1 Two inhibitors of nitric oxide synthase, N^G-monomethyl-l-arginine (l-NMMA, 1–100 μm) and N^G-nitro-l-arginine (l-NOARG, 3–300 μm), each produced a concentration-dependent augmentation of phenylephrine-induced tone in endothelium-containing but not endothelium-denuded rings of rat aorta.

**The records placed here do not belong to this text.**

//! Per-cell immune receptor annotations, as handed over by the dataset layer.

use serde::{Deserialize, Serialize};
use std::collections::BTreeMap;
use vdj_types::{ChainSlot, ReceptorArm, SequenceKind};

/// String values that upstream annotation tables use to mean "no value".
const MISSING_VALUES: [&str; 7] = ["", "nan", "NaN", "None", "none", "NA", "null"];

/// Map every spelling of a missing annotation to `None`.
pub fn normalize_missing(value: Option<&str>) -> Option<&str> {
    value.filter(|v| !MISSING_VALUES.contains(v))
}

/// Annotation of a single receptor chain.
#[derive(Debug, Clone, Default, PartialEq, Eq, Serialize, Deserialize)]
#[serde(default)]
pub struct ChainAnnotation {
    /// CDR3 amino acid sequence
    pub junction_aa: Option<String>,
    /// CDR3 nucleotide sequence
    pub junction: Option<String>,
    pub v_call: Option<String>,
}

impl ChainAnnotation {
    pub fn with_junction_aa(junction_aa: &str) -> Self {
        ChainAnnotation {
            junction_aa: Some(junction_aa.to_string()),
            ..Default::default()
        }
    }

    pub fn v_call(mut self, v_call: &str) -> Self {
        self.v_call = Some(v_call.to_string());
        self
    }

    /// Value of the AIRR field `name`, `None` if missing or not a chain field.
    pub fn field(&self, name: &str) -> Option<&str> {
        let value = match name {
            "junction_aa" => self.junction_aa.as_deref(),
            "junction" => self.junction.as_deref(),
            "v_call" => self.v_call.as_deref(),
            _ => None,
        };
        normalize_missing(value)
    }

    /// The CDR3 sequence of the requested kind, `None` if missing.
    pub fn sequence(&self, kind: SequenceKind) -> Option<&str> {
        self.field(kind.field_name())
    }

    pub fn v_gene(&self) -> Option<&str> {
        self.field("v_call")
    }
}

/// Primary and secondary chain of one receptor arm.
#[derive(Debug, Clone, Default, PartialEq, Eq, Serialize, Deserialize)]
#[serde(default)]
pub struct ArmChains {
    pub primary: Option<ChainAnnotation>,
    pub secondary: Option<ChainAnnotation>,
}

impl ArmChains {
    pub fn slot(&self, slot: ChainSlot) -> Option<&ChainAnnotation> {
        match slot {
            ChainSlot::Primary => self.primary.as_ref(),
            ChainSlot::Secondary => self.secondary.as_ref(),
        }
    }
}

/// One cell of the dataset.
#[derive(Debug, Clone, PartialEq, Eq, Serialize, Deserialize)]
pub struct CellRecord {
    pub cell_id: String,
    /// Whether the cell carries any immune receptor information. Cells without
    /// it never form a clonotype.
    pub has_ir: bool,
    #[serde(default)]
    pub vj: ArmChains,
    #[serde(default)]
    pub vdj: ArmChains,
    /// Free-form annotations (sample, patient, cell type, ...) usable as grouping columns.
    #[serde(default)]
    pub fields: BTreeMap<String, String>,
}

impl CellRecord {
    pub fn new(cell_id: &str) -> Self {
        CellRecord {
            cell_id: cell_id.to_string(),
            has_ir: true,
            vj: ArmChains::default(),
            vdj: ArmChains::default(),
            fields: BTreeMap::new(),
        }
    }

    /// Set the chain in `slot` of `arm`.
    pub fn chain(mut self, arm: ReceptorArm, slot: ChainSlot, chain: ChainAnnotation) -> Self {
        let chains = match arm {
            ReceptorArm::VJ => &mut self.vj,
            ReceptorArm::VDJ => &mut self.vdj,
        };
        match slot {
            ChainSlot::Primary => chains.primary = Some(chain),
            ChainSlot::Secondary => chains.secondary = Some(chain),
        }
        self
    }

    pub fn field(mut self, name: &str, value: &str) -> Self {
        self.fields.insert(name.to_string(), value.to_string());
        self
    }

    pub fn without_ir(mut self) -> Self {
        self.has_ir = false;
        self
    }

    pub fn arm(&self, arm: ReceptorArm) -> &ArmChains {
        match arm {
            ReceptorArm::VJ => &self.vj,
            ReceptorArm::VDJ => &self.vdj,
        }
    }

    pub fn get_chain(&self, arm: ReceptorArm, slot: ChainSlot) -> Option<&ChainAnnotation> {
        self.arm(arm).slot(slot)
    }

    /// Value of a grouping column. A column the cell does not carry counts as missing.
    pub fn get_field(&self, name: &str) -> Option<&str> {
        normalize_missing(self.fields.get(name).map(String::as_str))
    }
}
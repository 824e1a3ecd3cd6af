//! Fixtures shared by the unit tests.

use crate::cell::{CellRecord, ChainAnnotation};
use crate::distance_bundle::{ArmDistances, DistanceBundle};
use sprs::TriMat;
use vdj_types::{ChainSlot, ReceptorArm, SequenceKind};

/// A cell with receptor information. `vj` and `vdj` hold the amino acid CDR3
/// sequences of the primary and (optionally) secondary chain of each arm.
pub(crate) fn cell(cell_id: &str, vj: &[&str], vdj: &[&str]) -> CellRecord {
    let mut cell = CellRecord::new(cell_id);
    for (arm, seqs) in [(ReceptorArm::VJ, vj), (ReceptorArm::VDJ, vdj)] {
        for (slot, seq) in ChainSlot::all().into_iter().zip(seqs) {
            cell = cell.chain(arm, slot, ChainAnnotation::with_junction_aa(seq));
        }
    }
    cell
}

/// Symmetric sequence distances with 1 on the diagonal and `(i, j, dist)` off
/// the diagonal.
pub(crate) fn seq_distances(seqs: &[&str], pairs: &[(usize, usize, f64)]) -> ArmDistances {
    let mut tri = TriMat::new((seqs.len(), seqs.len()));
    for i in 0..seqs.len() {
        tri.add_triplet(i, i, 1.0);
    }
    for &(i, j, dist) in pairs {
        tri.add_triplet(i, j, dist);
        tri.add_triplet(j, i, dist);
    }
    ArmDistances {
        distances: tri.to_csr(),
        seqs: seqs.iter().map(|s| s.to_string()).collect(),
    }
}

pub(crate) fn bundle(vj: ArmDistances, vdj: ArmDistances) -> DistanceBundle {
    DistanceBundle::new(SequenceKind::Aa, "identity")
        .with_arm(ReceptorArm::VJ, vj)
        .with_arm(ReceptorArm::VDJ, vdj)
}
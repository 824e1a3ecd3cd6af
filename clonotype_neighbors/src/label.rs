//! Labels of distance matrix rows and columns.

use serde::{Deserialize, Serialize};
use std::fmt;

/// Composite value of all grouping columns of a clonotype, in column order.
/// Missing members are kept, so two clonotypes that both lack a value still
/// share a group.
#[derive(Debug, Clone, Default, PartialEq, Eq, Hash, PartialOrd, Ord, Serialize, Deserialize)]
pub struct GroupKey(pub Vec<Option<String>>);

impl fmt::Display for GroupKey {
    fn fmt(&self, f: &mut fmt::Formatter<'_>) -> fmt::Result {
        write!(f, "(")?;
        for (i, value) in self.0.iter().enumerate() {
            if i > 0 {
                write!(f, ", ")?;
            }
            match value {
                Some(v) => write!(f, "{v}")?,
                None => write!(f, "nan")?,
            }
        }
        write!(f, ")")
    }
}

/// Row/column label of a distance matrix.
#[derive(Debug, Clone, PartialEq, Eq, Hash, PartialOrd, Ord, Serialize, Deserialize)]
pub enum Label {
    /// A sequence or a gene name
    Text(String),
    Group(GroupKey),
    /// A value the clonotype lacks, where lacking it is a value of its own
    Missing,
}

impl fmt::Display for Label {
    fn fmt(&self, f: &mut fmt::Formatter<'_>) -> fmt::Result {
        match self {
            Label::Text(s) => write!(f, "{s}"),
            Label::Group(g) => write!(f, "{g}"),
            Label::Missing => write!(f, "nan"),
        }
    }
}

impl From<&str> for Label {
    fn from(s: &str) -> Self {
        Label::Text(s.to_string())
    }
}

impl From<String> for Label {
    fn from(s: String) -> Self {
        Label::Text(s)
    }
}

impl From<GroupKey> for Label {
    fn from(g: GroupKey) -> Self {
        Label::Group(g)
    }
}
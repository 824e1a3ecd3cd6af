use vdj_types::ReceptorArm;

/// Invalid inputs, detected before any distance is computed.
#[derive(Debug, PartialEq, thiserror::Error)]
pub enum ValidationError {
    #[error("Cell identifiers need to be unique, but '{cell_id}' occurs more than once.")]
    DuplicateCellId { cell_id: String },

    #[error(
        "Error computing clonotypes. None of the {n_cells} cells carries immune receptor \
         information (has_ir is false for every cell)."
    )]
    NoReceptorCells { n_cells: usize },

    #[error(
        "The distance bundle has no {arm} distances. Compute sequence distances for the {arm} \
         arm before computing clonotype distances."
    )]
    MissingArmDistances { arm: ReceptorArm },

    #[error(
        "The distance bundle was computed with {field} = {found:?}, but clonotype distances \
         were requested with {field} = {expected:?}. Recompute the sequence distances with \
         matching parameters."
    )]
    BundleMismatch {
        field: &'static str,
        expected: String,
        found: String,
    },

    #[error(
        "Distance matrix '{name}' has shape {rows}x{cols}, but {n_labels} labels were given. \
         The matrix must be square with one row per label."
    )]
    ShapeMismatch {
        name: String,
        rows: usize,
        cols: usize,
        n_labels: usize,
    },

    #[error(
        "Distance matrix '{name}' has the invalid entry {value} at ({row}, {col}). Distances \
         must be finite and non-negative."
    )]
    InvalidDistance {
        name: String,
        row: usize,
        col: usize,
        value: f64,
    },

    #[error(
        "Distance matrix '{name}' is not symmetric: the entry at ({row}, {col}) differs from \
         the entry at ({col}, {row})."
    )]
    AsymmetricDistance { name: String, row: usize, col: usize },

    #[error("Distance matrix '{name}' has the label {label} more than once.")]
    DuplicateLabel { name: String, label: String },

    #[error("Invalid value for parameter '{name}': {reason}")]
    InvalidParameter { name: &'static str, reason: String },
}

/// Malformed receptor annotations.
#[derive(Debug, PartialEq, Eq, thiserror::Error)]
pub enum ConsistencyError {
    #[error(
        "Clonotype {clonotype} (cell '{cell_id}') has a secondary {arm} chain but no primary \
         {arm} chain. There must not be a secondary chain if there is no primary one."
    )]
    OrphanSecondaryChain {
        clonotype: usize,
        arm: ReceptorArm,
        cell_id: String,
    },
}

/// Misuse of the double lookup neighbor finder.
#[derive(Debug, PartialEq, Eq, thiserror::Error)]
pub enum LookupError {
    #[error("A distance matrix named '{0}' was already added.")]
    DuplicateDistanceMatrix(String),

    #[error("A lookup table named '{0}' was already added.")]
    DuplicateLookupTable(String),

    #[error("No distance matrix named '{0}' was added.")]
    UnknownDistanceMatrix(String),

    #[error("No lookup table named '{0}' was added.")]
    UnknownLookupTable(String),

    #[error(
        "Lookup tables '{forward}' and '{reverse}' are backed by different distance matrices \
         and cannot be combined in one lookup."
    )]
    MatrixMismatch { forward: String, reverse: String },

    #[error("Clonotype index {index} is out of range for a table of {n_clonotypes} clonotypes.")]
    ClonotypeOutOfRange { index: usize, n_clonotypes: usize },
}
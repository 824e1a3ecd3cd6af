use anyhow::{anyhow, bail, Result};
use crossbeam_channel::{bounded, Receiver, Sender};
use crossbeam_utils::thread::{Scope, ScopedJoinHandle};
use itertools::Itertools;
use std::any::Any;
use std::sync::atomic::{AtomicBool, Ordering};

/// A generic processor trait that maps one item to one output and can return
/// an error if the processing of the item fails.
pub trait Proc {
    /// The type of the items to be processed
    type Item;

    /// The type produced for each item
    type Output;

    /// The type of the error produced on a processing failure
    type Err;

    /// Process one item
    fn process(&mut self, item: Self::Item) -> Result<Self::Output, Self::Err>;
}

/// A contiguous run of items, tagged with its position in the input.
struct Chunk<T> {
    index: usize,
    items: Vec<T>,
}

/// Outputs of every chunk a single worker finished, tagged with the chunk index.
type FinishedChunks<O> = Vec<(usize, Vec<O>)>;

/// Raises the abort flag when the worker holding it unwinds.
struct AbortOnPanic<'a>(&'a AtomicBool);

impl Drop for AbortOnPanic<'_> {
    fn drop(&mut self) {
        if std::thread::panicking() {
            self.0.store(true, Ordering::Relaxed);
        }
    }
}

// Given a receiver (`rec`) that can receive chunks of items of type `T` and a
// `processor` that knows how to process an item of type `T`, this function
// processes all the chunks that the receiver can receive.
fn process<P, T, O>(
    mut processor: P,
    rec: Receiver<Chunk<T>>,
    abort: &AtomicBool,
) -> Result<FinishedChunks<O>>
where
    P: Proc<Item = T, Output = O, Err = anyhow::Error>,
{
    let _guard = AbortOnPanic(abort);
    let mut finished = Vec::new();
    // Block the thread until the next chunk is received; a disconnected
    // channel means there is no more work.
    while let Ok(chunk) = rec.recv() {
        if abort.load(Ordering::Relaxed) {
            break;
        }
        let mut outputs = Vec::with_capacity(chunk.items.len());
        for item in chunk.items {
            match processor.process(item) {
                Ok(output) => outputs.push(output),
                Err(err) => {
                    abort.store(true, Ordering::Relaxed);
                    return Err(err);
                }
            }
        }
        finished.push((chunk.index, outputs));
    }

    Ok(finished)
}

#[allow(clippy::type_complexity)]
fn start_processors<'a, 'env, P, T, O>(
    processors: Vec<P>,
    scope: &'a Scope<'env>,
    abort: &'env AtomicBool,
) -> (
    Sender<Chunk<T>>,
    Vec<ScopedJoinHandle<'a, Result<FinishedChunks<O>>>>,
)
where
    T: 'env + Send,
    O: 'env + Send,
    P: 'env + Send + Proc<Item = T, Output = O, Err = anyhow::Error>,
{
    // allow a little bit of read-ahead per worker
    let (send, recv) = bounded(2 * processors.len());

    // Make one thread dedicated to each processor object
    let mut handles = Vec::with_capacity(processors.len());
    for processor in processors {
        // Each thread gets a copy of the receiver
        let recv = recv.clone();
        let thread = scope.spawn(move |_| process(processor, recv, abort));
        handles.push(thread);
    }
    (send, handles)
}

fn collect_jobs<O>(
    handles: Vec<ScopedJoinHandle<'_, Result<FinishedChunks<O>>>>,
) -> Result<Vec<FinishedChunks<O>>> {
    // let the threads finish up & return their chunks
    let mut results = Vec::with_capacity(handles.len());
    let mut first_err = None;
    for h in handles {
        // join() Returns Result<Result<P, E>, E>
        match h.join() {
            Ok(Ok(v)) => results.push(v),
            Ok(Err(e)) => {
                first_err.get_or_insert(e);
            }
            // if a thread panicked, capture the panic message
            Err(e) => {
                first_err.get_or_insert(anyhow!(decipher_panic(e)));
            }
        }
    }

    match first_err {
        Some(e) => Err(e),
        None => Ok(results),
    }
}

/// Process every item of `iterable` with one of the `processors`, each running
/// on its own thread, and return the outputs in input order.
///
/// Items are dispatched in chunks of `chunk_size`. Every finished chunk is
/// written into a slot reserved for its chunk index, so the order of the
/// returned outputs never depends on which worker finished first. The first
/// error returned by a processor stops the dispatch of further chunks and is
/// returned; a panicking processor is reported as an error.
pub fn process_in_order<I, P, T, O>(
    iterable: I,
    processors: Vec<P>,
    chunk_size: usize,
) -> Result<Vec<O>>
where
    I: IntoIterator<Item = T>,
    T: Send,
    O: Send,
    P: Send + Proc<Item = T, Output = O, Err = anyhow::Error>,
{
    if chunk_size == 0 {
        bail!("chunk size must be positive");
    }
    if processors.is_empty() {
        bail!("at least one processor is required");
    }

    let abort = &AtomicBool::new(false);

    // Scoped threads guarantee to the compiler that the spawned threads are
    // joined before the scope ends, so processors may borrow from the stack.
    let r = crossbeam_utils::thread::scope(move |s| -> Result<Vec<O>> {
        let (send, handles) = start_processors(processors, s, abort);

        let mut n_chunks = 0;
        let chunks = iterable.into_iter().chunks(chunk_size);
        for (index, piece) in chunks.into_iter().enumerate() {
            if abort.load(Ordering::Relaxed) {
                break;
            }
            let send_res = send.send(Chunk {
                index,
                items: piece.collect(),
            });
            // stop sending if all the receivers have hung up
            // go down and get the Error/panic from the dead
            // worker
            if send_res.is_err() {
                break;
            }
            n_chunks += 1;
        }

        // Close the send channel - this will cause the threads to exit
        drop(send);

        let finished = collect_jobs(handles)?;

        let mut slots: Vec<Option<Vec<O>>> = Vec::with_capacity(n_chunks);
        slots.resize_with(n_chunks, || None);
        for (index, outputs) in finished.into_iter().flatten() {
            slots[index] = Some(outputs);
        }
        let mut ordered = Vec::new();
        for (index, slot) in slots.into_iter().enumerate() {
            match slot {
                Some(outputs) => ordered.extend(outputs),
                None => bail!("chunk {index} was dispatched but never processed"),
            }
        }
        Ok(ordered)
    });

    match r {
        Ok(v) => v,
        Err(e) => Err(anyhow!(decipher_panic(e))),
    }
}

/// Process every item of `iterable` on the calling thread, in order.
///
/// This is the single-threaded counterpart of [`process_in_order`] and yields
/// the same outputs for the same processor.
pub fn process_sequential<I, P, T, O>(iterable: I, mut processor: P) -> Result<Vec<O>>
where
    I: IntoIterator<Item = T>,
    P: Proc<Item = T, Output = O, Err = anyhow::Error>,
{
    iterable
        .into_iter()
        .map(|item| processor.process(item))
        .collect()
}

fn decipher_panic(p: Box<dyn Any + 'static + Send>) -> String {
    if let Some(&s) = p.downcast_ref::<&'static str>() {
        s.to_string()
    } else if let Ok(s) = p.downcast::<String>() {
        *s
    } else {
        "thread panicked with unrecognized type".to_string()
    }
}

Pretreatment with l-arginine (10 mm) prevented the augmentation of tone induced by l-NOARG and l-NMMA. 2 Following induction of sub-maximal tone with phenylephrine in endothelium-containing rings, acetylcholine (1 nm--3 μm) induced relaxations which were inhibited in a concentration-dependent manner by l-NOARG (10–100 μm). 3 In contrast to the action of l-NOARG, l-NMMA (100–1000 μm) had no effect on acetylcholine-induced relaxations. l-NMMA (100–300 μm) also had no effect on the endothelium-dependent relaxant actions of ATP (0.1–100 μm), whereas l-NOARG (100 μm) produced powerful blockade. 4 Unexpectedly, pretreatment with l-NMMA (30–300 μm), as with the endogenous substrate l-arginine (10 μm–10 mm), inhibited in a concentration-dependent manner the ability of l-NOARG (30 μm) to block acetylcholine-induced relaxation. 5 The ability of l-NOARG to augment phenylephrine-induced tone and inhibit relaxation by acetylcholine and ATP in endothelium-containing rings is consistent with blockade of basal and agonist-stimulated production of nitric oxide, respectively. 6 The ability of l-NMMA to augment phenylephrine-induced tone without affecting relaxation to acetylcholine or ATP in endothelium-containing rings suggests a selective ability to block basal but not agonist-stimulated production of nitric oxide in rat aorta.